The second constructor will yields a new TimeArray with the new given fields. Note that the unchanged fields will be shared, there aren't any copy for the underlying arrays.

The third constructor build a TimeArray from a NamedTuple.

Arguments

  • timestamp::AbstractVector{<:TimeType}: a vector of sorted timestamps, Each element in this vector should be unique.

  • values::AbstractArray: a data vector or matrix. Its number of rows should match the length of timestamp.

  • colnames::Vector{Symbol}: the column names. Its length should match the column of values.

  • meta::Any: a user-defined metadata.

Examples

data = (datetime=[DateTime(2018, 11, 21, 12, 0), DateTime(2018, 11, 21, 13, 0)], col1=[10.2, 11.2], col2=[20.2, 21.2], col3=[30.2, 31.2])
ta = TimeArray(data; timestamp=:datetime, meta="Example")
source

Fields getter functions

There are four field getter functions exported. They are named as same as the field names.

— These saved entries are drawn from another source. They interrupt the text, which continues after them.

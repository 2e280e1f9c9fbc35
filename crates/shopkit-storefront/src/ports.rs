//! # Collaborator Ports
//!
//! Every external service the storefront talks to sits behind one of these
//! traits. Production code wires in the adapters from [`crate::adapters`];
//! tests substitute mocks.
//!
//! ```text
//! ┌──────────────────┬─────────────────────────────┬─────────────────────┐
//! │  Port            │  Call                       │  Answer             │
//! ├──────────────────┼─────────────────────────────┼─────────────────────┤
//! │  ExchangeRates   │  exchange_rate(from, to)    │  f64                │
//! │  ShippingQuotes  │  quote(destination)         │  Option<Quote>      │
//! │  Analytics       │  track_page_view(path)      │  ()        (async)  │
//! │  PaymentGateway  │  charge(card, amount)       │  ChargeResult       │
//! │  Mailer          │  send_email(to, message)    │  Result<()> (async) │
//! │  CodeGenerator   │  generate_code()            │  u32                │
//! │  Clock           │  now()                      │  NaiveDateTime      │
//! │  NumberFeed      │  numbers()                  │  Result<Vec> (async)│
//! └──────────────────┴─────────────────────────────┴─────────────────────┘
//! ```

use async_trait::async_trait;
use chrono::NaiveDateTime;

use shopkit_core::{ChargeResult, CreditCard, Money, ShippingQuote};

use crate::error::StorefrontResult;

/// Currency exchange rate lookup.
#[cfg_attr(test, mockall::automock)]
pub trait ExchangeRates: Send + Sync {
    /// Units of `to` per unit of `from`.
    fn exchange_rate(&self, from: &str, to: &str) -> f64;
}

/// Shipping quote lookup.
#[cfg_attr(test, mockall::automock)]
pub trait ShippingQuotes: Send + Sync {
    /// Returns `None` when `destination` cannot be served.
    fn quote(&self, destination: &str) -> Option<ShippingQuote>;
}

/// Page-view tracking.
#[cfg_attr(test, mockall::automock)]
#[async_trait]
pub trait Analytics: Send + Sync {
    async fn track_page_view(&self, path: &str);
}

/// Card payment processing.
#[cfg_attr(test, mockall::automock)]
#[async_trait]
pub trait PaymentGateway: Send + Sync {
    async fn charge(&self, card: &CreditCard, amount: Money) -> ChargeResult;
}

/// Outgoing e-mail.
#[cfg_attr(test, mockall::automock)]
#[async_trait]
pub trait Mailer: Send + Sync {
    async fn send_email(&self, to: &str, message: &str) -> StorefrontResult<()>;
}

/// One-time security code source.
#[cfg_attr(test, mockall::automock)]
pub trait CodeGenerator: Send + Sync {
    /// Returns a code in `0..1_000_000`.
    fn generate_code(&self) -> u32;
}

/// Wall-clock time in the store's local time zone.
#[cfg_attr(test, mockall::automock)]
pub trait Clock: Send + Sync {
    fn now(&self) -> NaiveDateTime;
}

/// Source of the numeric series behind `fetch_data`.
#[cfg_attr(test, mockall::automock)]
#[async_trait]
pub trait NumberFeed: Send + Sync {
    /// Returns the series, or a short description of why it is unavailable.
    async fn numbers(&self) -> Result<Vec<i64>, String>;
}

TimeSeries.timestampFunction.
timestamp(ta::TimeArray)

Get the time index of a TimeArray.

source
Base.valuesFunction.
values(ta::TimeArray)

Get the underlying value table of a TimeArray.

source
TimeSeries.colnamesFunction.
colnames(ta::TimeArray)

Get the column names of a TimeArray.

Examples

julia> colnames(ohlc)
4-element Array{Symbol,1}:
 :Open
 :High
 :Low
 :Close
source
TimeSeries.metaFunction.
meta(ta::TimeArray)

Get the user-defined metadata of a TimeArray.